Sette associazioni — Medici per l’Ambiente ISDE Italia, Genitori Tarantini, Giustizia per Taranto, Peacelink, Ambiente e Salute per Taranto, Cittadini e Lavoratori Liberi e Pensanti e Lavoratori Metalmeccanici Organizzati — hanno presentato ricorso al Tribunale Amministrativo Regionale di Lecce contro l’Autorizzazione Integrata Ambientale (AIA) che consente la prosecuzione dell’attività siderurgica a combustione fossile dell’ex Ilva di Taranto.
Secondo i ricorrenti, l’AIA è illegittima e inadeguata rispetto al contesto ambientale e sanitario del territorio, definito dalle Nazioni Unite come “zona di sacrificio” e “peso sulla coscienza collettiva dell’umanità” proprio per gli effetti delle attività industriali a carbone.

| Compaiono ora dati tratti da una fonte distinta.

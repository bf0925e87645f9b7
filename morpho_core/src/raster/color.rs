/*
This file is part of morpho_core.
Copyright (C) 2026 the morpho_core contributors

morpho_core is free software: you can redistribute it and/or modify
it under the terms of the GNU General Public License as published by
the Free Software Foundation, either version 3 of the License, or
(at your option) any later version.

This program is distributed in the hope that it will be useful,
but WITHOUT ANY WARRANTY; without even the implied warranty of
MERCHANTABILITY or FITNESS FOR A PARTICULAR PURPOSE.  See the
GNU General Public License for more details.

You should have received a copy of the GNU General Public License
along with this program.  If not, see <http://www.gnu.org/licenses/>.
*/
//! Packed-RGB decomposition at the API boundary (spec §1, §4.3).
//!
//! "Multi-channel (RGB) images are handled by splitting into channels at the
//! boundary and applying the core per channel." No channel-interaction logic
//! exists inside the core; this module only splits/recomposes.

use crate::pixel::ElementKind;
use crate::raster::Raster;
use rayon::prelude::*;

/// A packed 3x`u8` RGB image, decomposed into three independent `u8`
/// rasters at the boundary and recomposed afterwards.
#[derive(Debug, Clone, PartialEq)]
pub struct ColorRaster {
    pub size_x: usize,
    pub size_y: usize,
    pub pixels: Vec<[u8; 3]>,
}

impl ColorRaster {
    pub fn new(size_x: usize, size_y: usize, pixels: Vec<[u8; 3]>) -> Self {
        assert_eq!(pixels.len(), size_x * size_y);
        ColorRaster {
            size_x,
            size_y,
            pixels,
        }
    }

    pub fn split_channels(&self) -> [Raster; 3] {
        let mut channels = [
            vec![0u8; self.pixels.len()],
            vec![0u8; self.pixels.len()],
            vec![0u8; self.pixels.len()],
        ];
        for (idx, px) in self.pixels.iter().enumerate() {
            channels[0][idx] = px[0];
            channels[1][idx] = px[1];
            channels[2][idx] = px[2];
        }
        let [r, g, b] = channels;
        [
            Raster::from_vec_2d(self.size_x, self.size_y, r),
            Raster::from_vec_2d(self.size_x, self.size_y, g),
            Raster::from_vec_2d(self.size_x, self.size_y, b),
        ]
    }

    pub fn from_channels(size_x: usize, size_y: usize, channels: [Raster; 3]) -> Self {
        let n = size_x * size_y;
        let bufs: Vec<&[u8]> = channels.iter().map(|r| r.as_slice::<u8>()).collect();
        let mut pixels = vec![[0u8; 3]; n];
        for idx in 0..n {
            pixels[idx] = [bufs[0][idx], bufs[1][idx], bufs[2][idx]];
        }
        ColorRaster {
            size_x,
            size_y,
            pixels,
        }
    }

    pub fn element_kind(&self) -> ElementKind {
        ElementKind::U8
    }
}

/// Apply a per-channel operation to every channel independently and
/// recompose the result. Channels are independent by construction, so they
/// are processed with `rayon` in parallel — the one place spec §5 allows
/// the engines to exploit concurrency ("free to parallelise independent
/// channels").
pub fn apply_per_channel<F>(image: &ColorRaster, op: F) -> ColorRaster
where
    F: Fn(&Raster, usize) -> Raster + Sync,
{
    let channels = image.split_channels();
    let mut results: Vec<Raster> = (0..3)
        .into_par_iter()
        .map(|i| op(&channels[i], i))
        .collect();
    let b = results.pop().unwrap();
    let g = results.pop().unwrap();
    let r = results.pop().unwrap();
    ColorRaster::from_channels(image.size_x, image.size_y, [r, g, b])
}

#[cfg(test)]
mod tests {
    use super::*;

    #[test]
    fn split_then_recompose_round_trips() {
        let pixels = vec![[1, 2, 3], [4, 5, 6], [7, 8, 9], [10, 11, 12]];
        let img = ColorRaster::new(2, 2, pixels.clone());
        let channels = img.split_channels();
        assert_eq!(channels[0].get_f64(1, 0, 0).unwrap(), 4.0);
        let recomposed = ColorRaster::from_channels(2, 2, channels);
        assert_eq!(recomposed.pixels, pixels);
    }

    #[test]
    fn apply_per_channel_preserves_independence() {
        let pixels = vec![[10, 20, 30], [40, 50, 60]];
        let img = ColorRaster::new(2, 1, pixels);
        let out = apply_per_channel(&img, |raster, _channel_idx| {
            let mut r = raster.duplicate();
            for i in 0..r.len() {
                let v = r.get_f64_unchecked(i);
                r.set_f64_unchecked(i, v + 1.0);
            }
            r
        });
        assert_eq!(out.pixels, vec![[11, 21, 31], [41, 51, 61]]);
    }
}
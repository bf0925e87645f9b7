/*
This file is part of morpho_core.
Copyright (C) 2026 the morpho_core contributors

morpho_core is free software: you can redistribute it and/or modify
it under the terms of the GNU General Public License as published by
the Free Software Foundation, either version 3 of the License, or
(at your option) any later version.

This program is distributed in the hope that it will be useful,
but WITHOUT ANY WARRANTY; without even the implied warranty of
MERCHANTABILITY or FITNESS FOR A PARTICULAR PURPOSE.  See the
GNU General Public License for more details.

You should have received a copy of the GNU General Public License
along with this program.  If not, see <http://www.gnu.org/licenses/>.
*/
//! 2D/3D mathematical morphology: flood-fill, structuring-element dilation
//! and erosion, geodesic reconstruction, regional/extended extrema and
//! attribute filters, chamfer/geodesic distance transforms, and
//! connected-component labeling over grayscale and binary rasters.
//!
//! The static "ImageJ plugin" surface of the system this crate grew out of
//! becomes, per idiomatic Rust convention, a set of free functions grouped
//! by module rather than a god-object of static methods. [`prelude`]
//! re-exports the common entry points for callers who want one `use`.

pub mod cancel;
pub mod distance;
pub mod error;
pub mod extrema;
pub mod floodfill;
pub mod labeling;
pub mod pixel;
pub mod progress;
pub mod raster;
pub mod reconstruction;
pub mod strel;

pub use error::{Axis, MorphError, MorphResult};
pub use pixel::ElementKind;
pub use raster::{HostRaster, Raster, Region};

/// Common entry points, re-exported flat for `use morpho_core::prelude::*;`.
pub mod prelude {
    pub use crate::cancel::CancelToken;
    pub use crate::distance::{
        binary_dilation_ball, binary_dilation_disk, binary_erosion_ball, binary_erosion_disk,
        chamfer_distance, geodesic_distance, ChamferMask, ChamferWeight,
    };
    pub use crate::error::{MorphError, MorphResult};
    pub use crate::extrema::{
        area_open, binary_area_open, extended_maxima, extended_minima, impose_maxima, impose_minima,
        regional_maxima, regional_minima, volume_closing,
    };
    pub use crate::floodfill::{flood_fill, flood_fill_into};
    pub use crate::labeling::{
        fill_small_holes, keep_largest_region, label, largest_region, remove_largest, size_opening,
    };
    pub use crate::pixel::ElementKind;
    pub use crate::progress::{ProgressList, ProgressListener};
    pub use crate::raster::neighborhood::{Connectivity, Connectivity2D, Connectivity3D};
    pub use crate::raster::{HostRaster, Raster, Region};
    pub use crate::reconstruction::{fill_holes, reconstruct_by_dilation, reconstruct_by_erosion, ReconstructionKind};
    pub use crate::strel::{apply, gradient, laplacian, white_top_hat, black_top_hat, MorphOp, Strel};
}
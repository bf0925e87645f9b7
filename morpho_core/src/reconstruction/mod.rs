/*
This file is part of morpho_core.
Copyright (C) 2026 the morpho_core contributors

morpho_core is free software: you can redistribute it and/or modify
it under the terms of the GNU General Public License as published by
the Free Software Foundation, either version 3 of the License, or
(at your option) any later version.

This program is distributed in the hope that it will be useful,
but WITHOUT ANY WARRANTY; without even the implied warranty of
MERCHANTABILITY or FITNESS FOR A PARTICULAR PURPOSE.  See the
GNU General Public License for more details.

You should have received a copy of the GNU General Public License
along with this program.  If not, see <http://www.gnu.org/licenses/>.
*/
//! Geodesic morphological reconstruction (spec §4.4).
//!
//! Implements Vincent's hybrid sequential/queue algorithm: a forward raster
//! scan, a backward raster scan that also seeds a FIFO queue at pixels whose
//! value could still propagate, then a queue-driven fix-up pass that
//! finishes the job in roughly one extra pass over the pixels it actually
//! touches instead of iterating the whole raster to a fixed point.

use crate::error::{MorphError, MorphResult};
use crate::raster::neighborhood::Connectivity;
use crate::raster::Raster;
use std::collections::VecDeque;

#[derive(Debug, Clone, Copy, PartialEq, Eq)]
pub enum ReconstructionKind {
    ByDilation,
    ByErosion,
}

fn check_preconditions(marker: &Raster, mask: &Raster, kind: ReconstructionKind) -> MorphResult<()> {
    if marker.dims() != mask.dims() {
        return Err(MorphError::ShapeMismatch {
            message: "marker and mask must share dimensions".into(),
        });
    }
    if marker.element_kind() != mask.element_kind() {
        return Err(MorphError::ShapeMismatch {
            message: "marker and mask must share an element kind".into(),
        });
    }
    let violated = match kind {
        ReconstructionKind::ByDilation => (0..marker.len())
            .any(|i| marker.get_f64_unchecked(i) > mask.get_f64_unchecked(i)),
        ReconstructionKind::ByErosion => (0..marker.len())
            .any(|i| marker.get_f64_unchecked(i) < mask.get_f64_unchecked(i)),
    };
    if violated {
        let relation = match kind {
            ReconstructionKind::ByDilation => "marker <= mask",
            ReconstructionKind::ByErosion => "marker >= mask",
        };
        return Err(MorphError::PreconditionViolated {
            message: format!("reconstruction requires {} everywhere", relation),
        });
    }
    Ok(())
}

/// Reconstructs `marker` under `mask` by repeated geodesic dilation until
/// idempotence, via Vincent's algorithm. Precondition: `marker <= mask`
/// pointwise.
pub fn reconstruct_by_dilation(
    marker: &Raster,
    mask: &Raster,
    conn: impl Into<Connectivity>,
) -> MorphResult<Raster> {
    reconstruct(marker, mask, conn.into(), ReconstructionKind::ByDilation)
}

/// Reconstructs `marker` over `mask` by repeated geodesic erosion until
/// idempotence. Precondition: `marker >= mask` pointwise.
pub fn reconstruct_by_erosion(
    marker: &Raster,
    mask: &Raster,
    conn: impl Into<Connectivity>,
) -> MorphResult<Raster> {
    reconstruct(marker, mask, conn.into(), ReconstructionKind::ByErosion)
}

fn reconstruct(
    marker: &Raster,
    mask: &Raster,
    conn: Connectivity,
    kind: ReconstructionKind,
) -> MorphResult<Raster> {
    conn.validate(mask)?;
    check_preconditions(marker, mask, kind)?;

    let mut out = marker.duplicate();
    let dims = out.dims();
    let (sx, sy, sz) = dims;
    let by_dilation = kind == ReconstructionKind::ByDilation;
    let extreme = |a: f64, b: f64| if by_dilation { a.max(b) } else { a.min(b) };
    let clamp_to_mask = |v: f64, m: f64| if by_dilation { v.min(m) } else { v.max(m) };
    let dominates = |a: f64, b: f64| if by_dilation { a > b } else { a < b };

    let causal = conn.causal_offsets();
    let anti_causal = conn.anti_causal_offsets();

    // forward scan: pull in causal-neighbor extrema, clamp to the mask
    for z in 0..sz as i64 {
        for y in 0..sy as i64 {
            for x in 0..sx as i64 {
                let idx = out.index_unchecked(x as usize, y as usize, z as usize);
                let mut v = out.get_f64_unchecked(idx);
                for &(dx, dy, dz) in &causal {
                    let (nx, ny, nz) = (x + dx, y + dy, z + dz);
                    if out.in_bounds(nx, ny, nz) {
                        let nidx = out.index_unchecked(nx as usize, ny as usize, nz as usize);
                        v = extreme(v, out.get_f64_unchecked(nidx));
                    }
                }
                v = clamp_to_mask(v, mask.get_f64_unchecked(idx));
                out.set_f64_unchecked(idx, v);
            }
        }
    }

    // backward scan: pull in anti-causal-neighbor extrema, clamp to the
    // mask, and seed the fix-up queue wherever a neighbor could still
    // propagate further than the raster scan order allowed.
    let mut queue: VecDeque<usize> = VecDeque::new();
    let mut queued = vec![false; out.len()];
    for z in (0..sz as i64).rev() {
        for y in (0..sy as i64).rev() {
            for x in (0..sx as i64).rev() {
                let idx = out.index_unchecked(x as usize, y as usize, z as usize);
                let mut v = out.get_f64_unchecked(idx);
                for &(dx, dy, dz) in &anti_causal {
                    let (nx, ny, nz) = (x + dx, y + dy, z + dz);
                    if out.in_bounds(nx, ny, nz) {
                        let nidx = out.index_unchecked(nx as usize, ny as usize, nz as usize);
                        v = extreme(v, out.get_f64_unchecked(nidx));
                    }
                }
                v = clamp_to_mask(v, mask.get_f64_unchecked(idx));
                out.set_f64_unchecked(idx, v);

                for &(dx, dy, dz) in &anti_causal {
                    let (nx, ny, nz) = (x + dx, y + dy, z + dz);
                    if !out.in_bounds(nx, ny, nz) {
                        continue;
                    }
                    let nidx = out.index_unchecked(nx as usize, ny as usize, nz as usize);
                    let n_mask = mask.get_f64_unchecked(nidx);
                    let n_val = out.get_f64_unchecked(nidx);
                    if dominates(v, n_val) && n_mask != n_val && !queued[nidx] {
                        queue.push_back(nidx);
                        queued[nidx] = true;
                    }
                }
            }
        }
    }

    // queue fix-up: propagate until no pixel can change any further
    while let Some(p_idx) = queue.pop_front() {
        queued[p_idx] = false;
        let (px, py, pz) = unflatten(p_idx, sx, sy);
        let p_val = out.get_f64_unchecked(p_idx);
        for &(dx, dy, dz) in &conn.offsets() {
            let (nx, ny, nz) = (px as i64 + dx, py as i64 + dy, pz as i64 + dz);
            if !out.in_bounds(nx, ny, nz) {
                continue;
            }
            let nidx = out.index_unchecked(nx as usize, ny as usize, nz as usize);
            let n_val = out.get_f64_unchecked(nidx);
            let n_mask = mask.get_f64_unchecked(nidx);
            if dominates(p_val, n_val) && n_mask != n_val {
                let updated = clamp_to_mask(p_val, n_mask);
                out.set_f64_unchecked(nidx, updated);
                if !queued[nidx] {
                    queue.push_back(nidx);
                    queued[nidx] = true;
                }
            }
        }
    }

    Ok(out)
}

fn unflatten(idx: usize, sx: usize, sy: usize) -> (usize, usize, usize) {
    let z = idx / (sx * sy);
    let rem = idx % (sx * sy);
    let y = rem / sx;
    let x = rem % sx;
    (x, y, z)
}

/// `keep_largest_region`/`fill_small_holes`-style convenience: fills holes
/// in a binary raster via reconstruction by erosion from a border-seeded
/// marker (spec §4.3a).
///
/// The marker starts at the element kind's max value everywhere except the
/// border (which is copied from `raster`), then reconstruction by erosion
/// under `raster` pulls the interior down to meet any hole that connects to
/// the border, leaving interior holes filled.
pub fn fill_holes(raster: &Raster, conn: impl Into<Connectivity>) -> MorphResult<Raster> {
    let conn = conn.into();
    conn.validate(raster)?;
    let (sx, sy, sz) = raster.dims();
    let mut marker = Raster::new_3d(sx, sy, sz, raster.element_kind());
    let max_v = raster.max_value();
    for i in 0..marker.len() {
        marker.set_f64_unchecked(i, max_v);
    }
    for z in 0..sz {
        for y in 0..sy {
            for x in 0..sx {
                let border_z = sz > 1 && (z == 0 || z == sz - 1);
                let on_border = x == 0 || y == 0 || x == sx - 1 || y == sy - 1 || border_z;
                if on_border {
                    let idx = marker.index_unchecked(x, y, z);
                    marker.set_f64_unchecked(idx, raster.get_f64_unchecked(idx));
                }
            }
        }
    }
    reconstruct_by_erosion(&marker, raster, conn)
}

#[cfg(test)]
mod tests {
    use super::*;
    use crate::pixel::ElementKind;
    use crate::raster::neighborhood::Connectivity2D;
    use crate::raster::Region;

    #[test]
    fn reconstruction_by_dilation_keeps_only_marker_connected_peaks() {
        // E3: two plateaus in the mask, only one carries a marker seed.
        let mut mask = Raster::new_2d(10, 3, ElementKind::U8);
        mask.fill(
            Region {
                x0: 0,
                y0: 0,
                z0: 0,
                x1: 3,
                y1: 3,
                z1: 1,
            },
            200.0,
        );
        mask.fill(
            Region {
                x0: 6,
                y0: 0,
                z0: 0,
                x1: 9,
                y1: 3,
                z1: 1,
            },
            200.0,
        );
        let mut marker = Raster::new_2d(10, 3, ElementKind::U8);
        marker.set_f64(1, 1, 0, 200.0).unwrap();

        let out = reconstruct_by_dilation(&marker, &mask, Connectivity2D::C8).unwrap();
        assert_eq!(out.get_f64(1, 1, 0).unwrap(), 200.0);
        assert_eq!(out.get_f64(7, 1, 0).unwrap(), 0.0); // un-seeded plateau stays down
    }

    #[test]
    fn reconstruction_result_is_bounded_by_mask() {
        // invariant 4: reconstruct(marker, mask) <= mask everywhere (by dilation)
        let mut mask = Raster::new_2d(8, 8, ElementKind::U8);
        for i in 0..mask.len() {
            mask.set_f64_unchecked(i, ((i * 37) % 200) as f64);
        }
        let mut marker = mask.duplicate();
        for i in 0..marker.len() {
            let v = marker.get_f64_unchecked(i);
            marker.set_f64_unchecked(i, (v - 10.0).max(0.0));
        }
        let out = reconstruct_by_dilation(&marker, &mask, Connectivity2D::C4).unwrap();
        for i in 0..out.len() {
            assert!(out.get_f64_unchecked(i) <= mask.get_f64_unchecked(i));
        }
    }

    #[test]
    fn reconstruction_is_idempotent() {
        // invariant 4 (idempotence half)
        let mut mask = Raster::new_2d(6, 6, ElementKind::U8);
        mask.fill(
            Region {
                x0: 1,
                y0: 1,
                z0: 0,
                x1: 5,
                y1: 5,
                z1: 1,
            },
            150.0,
        );
        let mut marker = Raster::new_2d(6, 6, ElementKind::U8);
        marker.set_f64(2, 2, 0, 150.0).unwrap();
        let once = reconstruct_by_dilation(&marker, &mask, Connectivity2D::C4).unwrap();
        let twice = reconstruct_by_dilation(&once, &mask, Connectivity2D::C4).unwrap();
        assert_eq!(once, twice);
    }

    #[test]
    fn marker_above_mask_violates_precondition() {
        let mask = Raster::new_2d(3, 3, ElementKind::U8);
        let mut marker = Raster::new_2d(3, 3, ElementKind::U8);
        marker.set_f64(1, 1, 0, 10.0).unwrap();
        assert!(matches!(
            reconstruct_by_dilation(&marker, &mask, Connectivity2D::C4),
            Err(MorphError::PreconditionViolated { .. })
        ));
    }

    #[test]
    fn fill_holes_closes_an_interior_hole_but_not_a_border_notch() {
        // E4
        let mut r = Raster::new_2d(7, 7, ElementKind::U8);
        r.fill(
            Region {
                x0: 1,
                y0: 1,
                z0: 0,
                x1: 6,
                y1: 6,
                z1: 1,
            },
            255.0,
        );
        r.set_f64(3, 3, 0, 0.0).unwrap(); // interior hole
        let out = fill_holes(&r, Connectivity2D::C4).unwrap();
        assert_eq!(out.get_f64(3, 3, 0).unwrap(), 255.0);
        assert_eq!(out.get_f64(0, 0, 0).unwrap(), 0.0); // border background untouched
    }

}
/*
This file is part of morpho_core.
Copyright (C) 2026 the morpho_core contributors

morpho_core is free software: you can redistribute it and/or modify
it under the terms of the GNU General Public License as published by
the Free Software Foundation, either version 3 of the License, or
(at your option) any later version.

This program is distributed in the hope that it will be useful,
but WITHOUT ANY WARRANTY; without even the implied warranty of
MERCHANTABILITY or FITNESS FOR A PARTICULAR PURPOSE.  See the
GNU General Public License for more details.

You should have received a copy of the GNU General Public License
along with this program.  If not, see <http://www.gnu.org/licenses/>.
*/
//! Chamfer and geodesic distance transforms (spec §4.6), and the
//! distance-backed binary dilation/erosion that large-radius disk/ball
//! structuring elements fall back to (spec §4.3's disk/ball rows).

pub mod mask;

pub use mask::{ChamferMask, ChamferWeight};

use crate::error::{MorphError, MorphResult};
use crate::raster::Raster;

/// Runs the two-pass chamfer sweep over `raster`'s foreground (any non-zero
/// pixel), returning unnormalized `f64` distances to the nearest background
/// (zero) pixel. Shared by [`chamfer_distance`], the binary dilation/erosion
/// helpers, and [`geodesic_distance`].
fn chamfer_sweep(raster: &Raster, mask: &ChamferMask, blocked: Option<&[bool]>) -> Vec<f64> {
    let (sx, sy, sz) = raster.dims();
    let n = raster.len();
    let mut d = vec![f64::INFINITY; n];
    for idx in 0..n {
        if raster.get_f64_unchecked(idx) == 0.0 {
            d[idx] = 0.0;
        }
    }
    let in_bounds = |x: i64, y: i64, z: i64| {
        x >= 0 && y >= 0 && z >= 0 && (x as usize) < sx && (y as usize) < sy && (z as usize) < sz
    };
    let is_blocked = |idx: usize| blocked.map(|b| b[idx]).unwrap_or(false);

    let causal = mask.causal_offsets();
    for z in 0..sz as i64 {
        for y in 0..sy as i64 {
            for x in 0..sx as i64 {
                let idx = raster.index_unchecked(x as usize, y as usize, z as usize);
                if d[idx] == 0.0 || is_blocked(idx) {
                    continue;
                }
                for w in causal {
                    let (nx, ny, nz) = (x + w.offset.0, y + w.offset.1, z + w.offset.2);
                    if in_bounds(nx, ny, nz) {
                        let nidx = raster.index_unchecked(nx as usize, ny as usize, nz as usize);
                        if !is_blocked(nidx) {
                            d[idx] = d[idx].min(d[nidx] + w.weight as f64);
                        }
                    }
                }
            }
        }
    }

    let anti_causal = mask.anti_causal_offsets();
    for z in (0..sz as i64).rev() {
        for y in (0..sy as i64).rev() {
            for x in (0..sx as i64).rev() {
                let idx = raster.index_unchecked(x as usize, y as usize, z as usize);
                if d[idx] == 0.0 || is_blocked(idx) {
                    continue;
                }
                for w in &anti_causal {
                    let (nx, ny, nz) = (x + w.offset.0, y + w.offset.1, z + w.offset.2);
                    if in_bounds(nx, ny, nz) {
                        let nidx = raster.index_unchecked(nx as usize, ny as usize, nz as usize);
                        if !is_blocked(nidx) {
                            d[idx] = d[idx].min(d[nidx] + w.weight as f64);
                        }
                    }
                }
            }
        }
    }
    d
}

fn default_mask_for(raster: &Raster) -> ChamferMask {
    if raster.is_3d() {
        ChamferMask::borgefors_3_4_5()
    } else {
        ChamferMask::chamfer_3_4()
    }
}

fn check_mask(mask: &ChamferMask, raster: &Raster) -> MorphResult<()> {
    if mask.causal_offsets().is_empty() {
        return Err(MorphError::InvalidInput {
            message: "chamfer mask has no weights".into(),
        });
    }
    if mask.is_3d() != raster.is_3d() {
        return Err(MorphError::InvalidInput {
            message: "chamfer mask dimensionality does not match the raster".into(),
        });
    }
    Ok(())
}

/// The two-pass chamfer distance transform (spec §4.6). `float` selects an
/// `f32` output raster with unrounded weights; otherwise the output is `u16`,
/// rounded. `normalize` divides by the mask's axial weight first.
pub fn chamfer_distance(raster: &Raster, mask: &ChamferMask, float: bool, normalize: bool) -> MorphResult<Raster> {
    check_mask(mask, raster)?;
    let mut d = chamfer_sweep(raster, mask, None);
    if normalize {
        let w1 = mask.axial_weight() as f64;
        for v in &mut d {
            if v.is_finite() {
                *v /= w1;
            }
        }
    }
    let (sx, sy, sz) = raster.dims();
    let kind = if float {
        crate::pixel::ElementKind::F32
    } else {
        crate::pixel::ElementKind::U16
    };
    let mut out = Raster::new_3d(sx, sy, sz, kind);
    for (idx, v) in d.into_iter().enumerate() {
        let clamped = if v.is_finite() { v } else { out.max_value() };
        out.set_f64_unchecked(idx, clamped);
    }
    Ok(out)
}

/// `binary_dilation_disk`/ball: the distance transform of the background
/// thresholded at `radius` (spec §4.6). Works uniformly in 2D and 3D — the
/// mask is chosen from the raster's own dimensionality.
pub fn binary_dilation_disk(raster: &Raster, radius: usize) -> MorphResult<Raster> {
    let mask = default_mask_for(raster);
    let mut inverted = raster.duplicate();
    for i in 0..inverted.len() {
        let v = inverted.get_f64_unchecked(i);
        inverted.set_f64_unchecked(i, inverted.max_value() - v);
    }
    let d = chamfer_sweep(&inverted, &mask, None);
    threshold_distance(raster, &d, mask.axial_weight() as f64 * radius as f64)
}

/// `binary_erosion_disk`/ball: the distance transform of the foreground,
/// keeping only pixels farther than `radius` from the background.
pub fn binary_erosion_disk(raster: &Raster, radius: usize) -> MorphResult<Raster> {
    let mask = default_mask_for(raster);
    let d = chamfer_sweep(raster, &mask, None);
    let threshold = mask.axial_weight() as f64 * radius as f64;
    let (sx, sy, sz) = raster.dims();
    let mut out = Raster::new_3d(sx, sy, sz, raster.element_kind());
    for idx in 0..out.len() {
        let foreground = raster.get_f64_unchecked(idx) != 0.0 && d[idx] > threshold;
        out.set_f64_unchecked(idx, if foreground { 255.0 } else { 0.0 });
    }
    Ok(out)
}

/// 3D ball analogue of [`binary_dilation_disk`] — identical algorithm, named
/// separately per spec §4.6's "ball analogues in 3D" so host call sites can
/// express intent without passing a 2D raster by mistake.
pub fn binary_dilation_ball(raster: &Raster, radius: usize) -> MorphResult<Raster> {
    if !raster.is_3d() {
        return Err(MorphError::DimensionMismatch {
            size_z: raster.size_z(),
        });
    }
    binary_dilation_disk(raster, radius)
}

pub fn binary_erosion_ball(raster: &Raster, radius: usize) -> MorphResult<Raster> {
    if !raster.is_3d() {
        return Err(MorphError::DimensionMismatch {
            size_z: raster.size_z(),
        });
    }
    binary_erosion_disk(raster, radius)
}

fn threshold_distance(original: &Raster, d: &[f64], max_distance: f64) -> MorphResult<Raster> {
    let (sx, sy, sz) = original.dims();
    let mut out = Raster::new_3d(sx, sy, sz, original.element_kind());
    for idx in 0..out.len() {
        let foreground = d[idx] <= max_distance;
        out.set_f64_unchecked(idx, if foreground { 255.0 } else { 0.0 });
    }
    Ok(out)
}

/// Shortest-path chamfer distance from any `marker` pixel to every `mask`
/// pixel, confined to `mask` (spec §4.6). Both rasters must be binary and
/// share dimensions; propagation is blocked wherever `mask == 0`.
pub fn geodesic_distance(marker: &Raster, mask: &Raster, chamfer: &ChamferMask) -> MorphResult<Raster> {
    if marker.dims() != mask.dims() {
        return Err(MorphError::ShapeMismatch {
            message: "marker and mask must share dimensions".into(),
        });
    }
    check_mask(chamfer, mask)?;
    let n = marker.len();
    let blocked: Vec<bool> = (0..n).map(|i| mask.get_f64_unchecked(i) == 0.0).collect();

    // Distance source for the sweep is the marker: zero at marker pixels,
    // infinite elsewhere, propagated only through unblocked mask pixels.
    let mut source = marker.duplicate();
    for i in 0..n {
        let v = if marker.get_f64_unchecked(i) != 0.0 { 0.0 } else { 1.0 };
        source.set_f64_unchecked(i, v);
    }
    let mut d = chamfer_sweep(&source, chamfer, Some(&blocked));

    // Queue fix-up: a strict two-pass sweep can under-propagate around
    // concave mask boundaries; relax until no blocked-respecting neighbor
    // can still improve, using the mask's full (causal + anti-causal) offsets.
    use std::collections::VecDeque;
    let mut offsets: Vec<ChamferWeight> = chamfer.causal_offsets().to_vec();
    offsets.extend(chamfer.anti_causal_offsets());
    let mut queue: VecDeque<usize> = (0..n).filter(|&i| !blocked[i] && d[i].is_finite()).collect();
    let mut queued = vec![true; n];
    for i in 0..n {
        if blocked[i] || !d[i].is_finite() {
            queued[i] = false;
        }
    }
    let (sx, sy, sz) = marker.dims();
    while let Some(idx) = queue.pop_front() {
        queued[idx] = false;
        let (x, y, z) = marker.unflatten(idx);
        for w in &offsets {
            let (nx, ny, nz) = (x as i64 + w.offset.0, y as i64 + w.offset.1, z as i64 + w.offset.2);
            if nx < 0 || ny < 0 || nz < 0 || nx as usize >= sx || ny as usize >= sy || nz as usize >= sz {
                continue;
            }
            let nidx = marker.index_unchecked(nx as usize, ny as usize, nz as usize);
            if blocked[nidx] {
                continue;
            }
            let candidate = d[idx] + w.weight as f64;
            if candidate < d[nidx] {
                d[nidx] = candidate;
                if !queued[nidx] {
                    queue.push_back(nidx);
                    queued[nidx] = true;
                }
            }
        }
    }

    let mut out = Raster::new_3d(sx, sy, sz, crate::pixel::ElementKind::U16);
    for idx in 0..n {
        let v = if blocked[idx] || !d[idx].is_finite() { out.max_value() } else { d[idx] };
        out.set_f64_unchecked(idx, v);
    }
    Ok(out)
}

Il ricorso rappresenta un passaggio inedito nel panorama italiano: è infatti la prima AIA di un impianto fossile impugnata dopo che, a livello europeo, è stata riconosciuta ufficialmente la situazione di emergenza climatica e ambientale. La Regione Puglia aveva già dichiarato tale emergenza nel 2019, ma — secondo i promotori — il Governo ha ignorato completamente le implicazioni di questo nuovo quadro normativo e scientifico.
Le associazioni sottolineano che negli ultimi anni numerose Corti nazionali ed europee (tra cui la Corte Europea dei Diritti Umani) hanno precisato gli obblighi che gli Stati devono rispettare prima di adottare misure che incidono sulla decarbonizzazione e sulla tutela intergenerazionale della salute, alla luce dell’Accordo di Parigi del 2015. L’Italia, sostengono i ricorrenti, non possiede né applica tali criteri, e l’AIA di Taranto ne è la dimostrazione.
Nonostante la crisi climatica e il fallimento del recente bando di cessione del sito siderurgico, il Governo ha deciso di prolungare la produzione a carbone per dodici anni, contravvenendo — secondo i legali — al Codice dell’Ambiente e alle direttive dell’Unione Europea. In particolare, la sentenza della Corte di Giustizia dell’UE del giugno 2024, riferita proprio all’Ilva, imponeva un aggiornamento radicale dei criteri autorizzativi, che non è stato recepito.
I sei punti di illegittimità dell’AIA contestati nel ricorso
- Mancato rispetto dei requisiti stabiliti dalla Corte Europea dei Diritti Umani in materia di decarbonizzazione.
- Erronea rappresentazione dei fatti legati all’emergenza climatica e ambientale, e assenza di un’analisi preventiva dei rischi e benefici.
- Violazione dei contenuti vincolanti stabiliti dalla Corte di Giustizia dell’UE per l’impianto di Taranto.
- Elusione delle migliori tecniche disponibili (BAT) di tutela ambientale e sanitaria.
- Mancata partecipazione effettiva del pubblico tarantino, in violazione della Convenzione di Aarhus.
- Conseguente violazione del Codice dell’Ambiente.
Questione di legittimità costituzionale dei “decreti salva Ilva”
Per la prima volta viene sollevata anche la questione di costituzionalità dei cosiddetti “decreti salva Ilva”, alla luce della riforma costituzionale del 2022 che ha introdotto l’obbligo di tutela dell’ambiente e della salute in prospettiva intergenerazionale.
Il TAR di Lecce dovrà quindi pronunciarsi non solo sulla legittimità dell’AIA, ma anche sulla costituzionalità delle norme che la sostengono. L’eventuale rinvio alla Corte Costituzionale potrebbe aprire una nuova fase giuridica e politica nella vicenda Ilva.
Qualora la giustizia italiana non riconoscesse tutela ai cittadini di Taranto, il ricorso è strutturato per essere portato anche di fronte alla Corte Europea dei Diritti Umani, che ha già condannato l’Italia sei volte per la sua inerzia nella protezione della popolazione tarantina. In questa occasione, i ricorrenti chiedono esplicitamente una “sentenza pilota”che imponga al Governo una messa in mora definitiva e l’avvio effettivo del risanamento ambientale di Taranto.
Il ricorso è stato redatto dagli avvocati Ascanio Amenduni, Michele Macrì e Maurizio Rizzo Striano, con la consulenza scientifico-giuridica del prof. Michele Carducci, docente di Diritto climatico comparato presso l’Università del Salento.